* WORK INSTRUCTION: Would you reproduce all of the entries exactly?

###

//! Outcome of a sync attempt.

use serde::Serialize;
use std::fmt;

use crate::error::{SyncError, TransportError};
use crate::types::{ContentType, PostId, Visibility};

/// Why a sync was skipped before any lookup or request.
#[derive(Debug, Clone, PartialEq, Eq, Serialize)]
#[serde(tag = "reason", rename_all = "snake_case")]
pub enum SkipReason {
    NotAPost { content_type: ContentType },
    NotPublished { visibility: Visibility },
    IncompleteConfig { missing: &'static str },
}

impl fmt::Display for SkipReason {
    fn fmt(&self, f: &mut fmt::Formatter<'_>) -> fmt::Result {
        match self {
            SkipReason::NotAPost { content_type } => {
                write!(f, "content type '{content_type}' is not a post")
            }
            SkipReason::NotPublished { visibility } => {
                write!(f, "visibility '{visibility}' is not publish")
            }
            SkipReason::IncompleteConfig { missing } => {
                write!(f, "configuration incomplete: {missing} is empty")
            }
        }
    }
}

/// Why the post or its permalink could not be found.
#[derive(Debug, Clone, PartialEq, Eq, Serialize)]
#[serde(tag = "reason", rename_all = "snake_case")]
pub enum LookupFailure {
    PostNotFound { title: String },
    EmptyPermalink { post_id: PostId },
}

impl fmt::Display for LookupFailure {
    fn fmt(&self, f: &mut fmt::Formatter<'_>) -> fmt::Result {
        match self {
            LookupFailure::PostNotFound { title } => {
                write!(f, "no published post titled {title:?}")
            }
            LookupFailure::EmptyPermalink { post_id } => {
                write!(f, "permalink for post {post_id} is empty")
            }
        }
    }
}

/// What happened on a sync attempt.
#[derive(Debug, Clone, PartialEq, Eq, Serialize)]
#[serde(tag = "outcome", rename_all = "snake_case")]
pub enum SyncOutcome {
    /// Instance accepted the status (2xx)
    Delivered { status: u16, body: String },

    /// Preconditions not met; no request was made
    Skipped(SkipReason),

    /// Post or permalink missing; no request was made
    LookupFailed(LookupFailure),

    /// The HTTP exchange did not complete
    TransportFailed { kind: &'static str, error: String },

    /// Instance answered with a non-2xx status
    Rejected { status: u16, body: String },

    /// Any other fault inside the pipeline
    Failed { error: String },
}

impl SyncOutcome {
    pub fn transport_failed(error: &TransportError) -> Self {
        SyncOutcome::TransportFailed {
            kind: error.kind(),
            error: error.to_string(),
        }
    }

    /// HTTP status of a completed exchange.
    pub fn http_status(&self) -> Option<u16> {
        match self {
            SyncOutcome::Delivered { status, .. } | SyncOutcome::Rejected { status, .. } => {
                Some(*status)
            }
            _ => None,
        }
    }

    /// Whether a request reached the instance and came back.
    pub fn exchange_completed(&self) -> bool {
        self.http_status().is_some()
    }

    /// Human-readable failure description, `None` for deliveries.
    pub fn error_message(&self) -> Option<String> {
        match self {
            SyncOutcome::Delivered { .. } => None,
            SyncOutcome::Skipped(reason) => Some(format!("skipped: {reason}")),
            SyncOutcome::LookupFailed(failure) => Some(format!("lookup failed: {failure}")),
            SyncOutcome::TransportFailed { error, .. } => Some(error.clone()),
            SyncOutcome::Rejected { status, body } => {
                Some(format!("instance rejected status (HTTP {status}): {body}"))
            }
            SyncOutcome::Failed { error } => Some(error.clone()),
        }
    }
}

impl From<SyncError> for SyncOutcome {
    fn from(error: SyncError) -> Self {
        match error {
            SyncError::PostNotFound { title } => {
                SyncOutcome::LookupFailed(LookupFailure::PostNotFound { title })
            }
            SyncError::EmptyPermalink { post_id } => {
                SyncOutcome::LookupFailed(LookupFailure::EmptyPermalink { post_id })
            }
            SyncError::Transport(e) => SyncOutcome::transport_failed(&e),
            other => SyncOutcome::Failed {
                error: other.to_string(),
            },
        }
    }
}

/// Flat result of one sync invocation, as reported to the host's log.
#[derive(Debug, Clone, PartialEq, Eq, Serialize)]
pub struct SyncResult {
    pub succeeded: bool,
    pub http_status_code: Option<u16>,
    /// Present exactly when `succeeded` is false
    pub error_message: Option<String>,
    pub outcome: SyncOutcome,
}

impl SyncResult {
    /// Flatten an outcome.
    ///
    /// With `strict_status` off, a completed exchange counts as success
    /// even when the instance rejected the status; only transport-level
    /// failures fail.
    pub fn from_outcome(outcome: SyncOutcome, strict_status: bool) -> Self {
        let succeeded = match &outcome {
            SyncOutcome::Delivered { .. } => true,
            SyncOutcome::Rejected { .. } => !strict_status,
            _ => false,
        };

        Self {
            succeeded,
            http_status_code: outcome.http_status(),
            error_message: if succeeded {
                None
            } else {
                outcome.error_message()
            },
            outcome,
        }
    }

    pub fn is_skipped(&self) -> bool {
        matches!(self.outcome, SyncOutcome::Skipped(_))
    }
}

#[cfg(test)]
mod tests {
    use super::*;

    fn rejected() -> SyncOutcome {
        SyncOutcome::Rejected {
            status: 422,
            body: r#"{"error":"Validation failed"}"#.into(),
        }
    }

    #[test]
    fn test_rejection_is_lenient_by_default() {
        let result = SyncResult::from_outcome(rejected(), false);

        assert!(result.succeeded);
        assert_eq!(result.http_status_code, Some(422));
        assert!(result.error_message.is_none());
    }

    #[test]
    fn test_rejection_fails_when_strict() {
        let result = SyncResult::from_outcome(rejected(), true);

        assert!(!result.succeeded);
        assert_eq!(result.http_status_code, Some(422));
        assert!(result.error_message.unwrap().contains("HTTP 422"));
    }

    #[test]
    fn test_transport_failure_has_no_status() {
        let outcome = SyncOutcome::transport_failed(&TransportError::Timeout(
            std::time::Duration::from_secs(30),
        ));
        let result = SyncResult::from_outcome(outcome, false);

        assert!(!result.succeeded);
        assert_eq!(result.http_status_code, None);
        assert!(result.error_message.unwrap().contains("timed out"));
    }

    #[test]
    fn test_skip_is_not_success() {
        let outcome = SyncOutcome::Skipped(SkipReason::IncompleteConfig {
            missing: "access_token",
        });
        let result = SyncResult::from_outcome(outcome, false);

        assert!(!result.succeeded);
        assert!(result.is_skipped());
        assert!(result.error_message.unwrap().contains("access_token"));
    }

    #[test]
    fn test_errors_map_to_outcomes() {
        let outcome: SyncOutcome = SyncError::PostNotFound {
            title: "Hello".into(),
        }
        .into();
        assert_eq!(
            outcome,
            SyncOutcome::LookupFailed(LookupFailure::PostNotFound {
                title: "Hello".into()
            })
        );

        let outcome: SyncOutcome =
            SyncError::Store(crate::error::StoreError::Unavailable("db down".into())).into();
        assert!(matches!(outcome, SyncOutcome::Failed { ref error } if error.contains("db down")));
    }

    #[test]
    fn test_outcome_serializes_tagged() {
        let value = serde_json::to_value(rejected()).unwrap();
        assert_eq!(value["outcome"], "rejected");
        assert_eq!(value["status"], 422);
    }
}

###

* ANSWER SECTION:
//! Outcome of a sync attempt.

use serde::Serialize;
use std::fmt;

use crate::error::{SyncError, TransportError};
use crate::types::{ContentType, PostId, Visibility};

/// Why a sync was skipped before any lookup or request.
#[derive(Debug, Clone, PartialEq, Eq, Serialize)]
#[serde(tag = "reason", rename_all = "snake_case")]
pub enum SkipReason {
    NotAPost { content_type: ContentType },
    NotPublished { visibility: Visibility },
    IncompleteConfig { missing: &'static str },
}

impl fmt::Display for SkipReason {
    fn fmt(&self, f: &mut fmt::Formatter<'_>) -> fmt::Result {
        match self {
            SkipReason::NotAPost { content_type } => {
                write!(f, "content type '{content_type}' is not a post")
            }
            SkipReason::NotPublished { visibility } => {
                write!(f, "visibility '{visibility}' is not publish")
            }
            SkipReason::IncompleteConfig { missing } => {
                write!(f, "configuration incomplete: {missing} is empty")
            }
        }
    }
}

/// Why the post or its permalink could not be found.
#[derive(Debug, Clone, PartialEq, Eq, Serialize)]
#[serde(tag = "reason", rename_all = "snake_case")]
pub enum LookupFailure {
    PostNotFound { title: String },
    EmptyPermalink { post_id: PostId },
}

impl fmt::Display for LookupFailure {
    fn fmt(&self, f: &mut fmt::Formatter<'_>) -> fmt::Result {
        match self {
            LookupFailure::PostNotFound { title } => {
                write!(f, "no published post titled {title:?}")
            }
            LookupFailure::EmptyPermalink { post_id } => {
                write!(f, "permalink for post {post_id} is empty")
            }
        }
    }
}

/// What happened on a sync attempt.
#[derive(Debug, Clone, PartialEq, Eq, Serialize)]
#[serde(tag = "outcome", rename_all = "snake_case")]
pub enum SyncOutcome {
    /// Instance accepted the status (2xx)
    Delivered { status: u16, body: String },

    /// Preconditions not met; no request was made
    Skipped(SkipReason),

    /// Post or permalink missing; no request was made
    LookupFailed(LookupFailure),

    /// The HTTP exchange did not complete
    TransportFailed { kind: &'static str, error: String },

    /// Instance answered with a non-2xx status
    Rejected { status: u16, body: String },

    /// Any other fault inside the pipeline
    Failed { error: String },
}

impl SyncOutcome {
    pub fn transport_failed(error: &TransportError) -> Self {
        SyncOutcome::TransportFailed {
            kind: error.kind(),
            error: error.to_string(),
        }
    }

    /// HTTP status of a completed exchange.
    pub fn http_status(&self) -> Option<u16> {
        match self {
            SyncOutcome::Delivered { status, .. } | SyncOutcome::Rejected { status, .. } => {
                Some(*status)
            }
            _ => None,
        }
    }

    /// Whether a request reached the instance and came back.
    pub fn exchange_completed(&self) -> bool {
        self.http_status().is_some()
    }

    /// Human-readable failure description, `None` for deliveries.
    pub fn error_message(&self) -> Option<String> {
        match self {
            SyncOutcome::Delivered { .. } => None,
            SyncOutcome::Skipped(reason) => Some(format!("skipped: {reason}")),
            SyncOutcome::LookupFailed(failure) => Some(format!("lookup failed: {failure}")),
            SyncOutcome::TransportFailed { error, .. } => Some(error.clone()),
            SyncOutcome::Rejected { status, body } => {
                Some(format!("instance rejected status (HTTP {status}): {body}"))
            }
            SyncOutcome::Failed { error } => Some(error.clone()),
        }
    }
}

impl From<SyncError> for SyncOutcome {
    fn from(error: SyncError) -> Self {
        match error {
            SyncError::PostNotFound { title } => {
                SyncOutcome::LookupFailed(LookupFailure::PostNotFound { title })
            }
            SyncError::EmptyPermalink { post_id } => {
                SyncOutcome::LookupFailed(LookupFailure::EmptyPermalink { post_id })
            }
            SyncError::Transport(e) => SyncOutcome::transport_failed(&e),
            other => SyncOutcome::Failed {
                error: other.to_string(),
            },
        }
    }
}

/// Flat result of one sync invocation, as reported to the host's log.
#[derive(Debug, Clone, PartialEq, Eq, Serialize)]
pub struct SyncResult {
    pub succeeded: bool,
    pub http_status_code: Option<u16>,
    /// Present exactly when `succeeded` is false
    pub error_message: Option<String>,
    pub outcome: SyncOutcome,
}

impl SyncResult {
    /// Flatten an outcome.
    ///
    /// With `strict_status` off, a completed exchange counts as success
    /// even when the instance rejected the status; only transport-level
    /// failures fail.
    pub fn from_outcome(outcome: SyncOutcome, strict_status: bool) -> Self {
        let succeeded = match &outcome {
            SyncOutcome::Delivered { .. } => true,
            SyncOutcome::Rejected { .. } => !strict_status,
            _ => false,
        };

        Self {
            succeeded,
            http_status_code: outcome.http_status(),
            error_message: if succeeded {
                None
            } else {
                outcome.error_message()
            },
            outcome,
        }
    }

    pub fn is_skipped(&self) -> bool {
        matches!(self.outcome, SyncOutcome::Skipped(_))
    }
}

#[cfg(test)]
mod tests {
    use super::*;

    fn rejected() -> SyncOutcome {
        SyncOutcome::Rejected {
            status: 422,
            body: r#"{"error":"Validation failed"}"#.into(),
        }
    }

    #[test]
    fn test_rejection_is_lenient_by_default() {
        let result = SyncResult::from_outcome(rejected(), false);

        assert!(result.succeeded);
        assert_eq!(result.http_status_code, Some(422));
        assert!(result.error_message.is_none());
    }

    #[test]
    fn test_rejection_fails_when_strict() {
        let result = SyncResult::from_outcome(rejected(), true);

        assert!(!result.succeeded);
        assert_eq!(result.http_status_code, Some(422));
        assert!(result.error_message.unwrap().contains("HTTP 422"));
    }

    #[test]
    fn test_transport_failure_has_no_status() {
        let outcome = SyncOutcome::transport_failed(&TransportError::Timeout(
            std::time::Duration::from_secs(30),
        ));
        let result = SyncResult::from_outcome(outcome, false);

        assert!(!result.succeeded);
        assert_eq!(result.http_status_code, None);
        assert!(result.error_message.unwrap().contains("timed out"));
    }

    #[test]
    fn test_skip_is_not_success() {
        let outcome = SyncOutcome::Skipped(SkipReason::IncompleteConfig {
            missing: "access_token",
        });
        let result = SyncResult::from_outcome(outcome, false);

        assert!(!result.succeeded);
        assert!(result.is_skipped());
        assert!(result.error_message.unwrap().contains("access_token"));
    }

    #[test]
    fn test_errors_map_to_outcomes() {
        let outcome: SyncOutcome = SyncError::PostNotFound {
            title: "Hello".into(),
        }
        .into();
        assert_eq!(
            outcome,
            SyncOutcome::LookupFailed(LookupFailure::PostNotFound {
                title: "Hello".into()
            })
        );

        let outcome: SyncOutcome =
            SyncError::Store(crate::error::StoreError::Unavailable("db down".into())).into();
        assert!(matches!(outcome, SyncOutcome::Failed { ref error } if error.contains("db down")));
    }

    #[test]
    fn test_outcome_serializes_tagged() {
        let value = serde_json::to_value(rejected()).unwrap();
        assert_eq!(value["outcome"], "rejected");
        assert_eq!(value["status"], 422);
    }
}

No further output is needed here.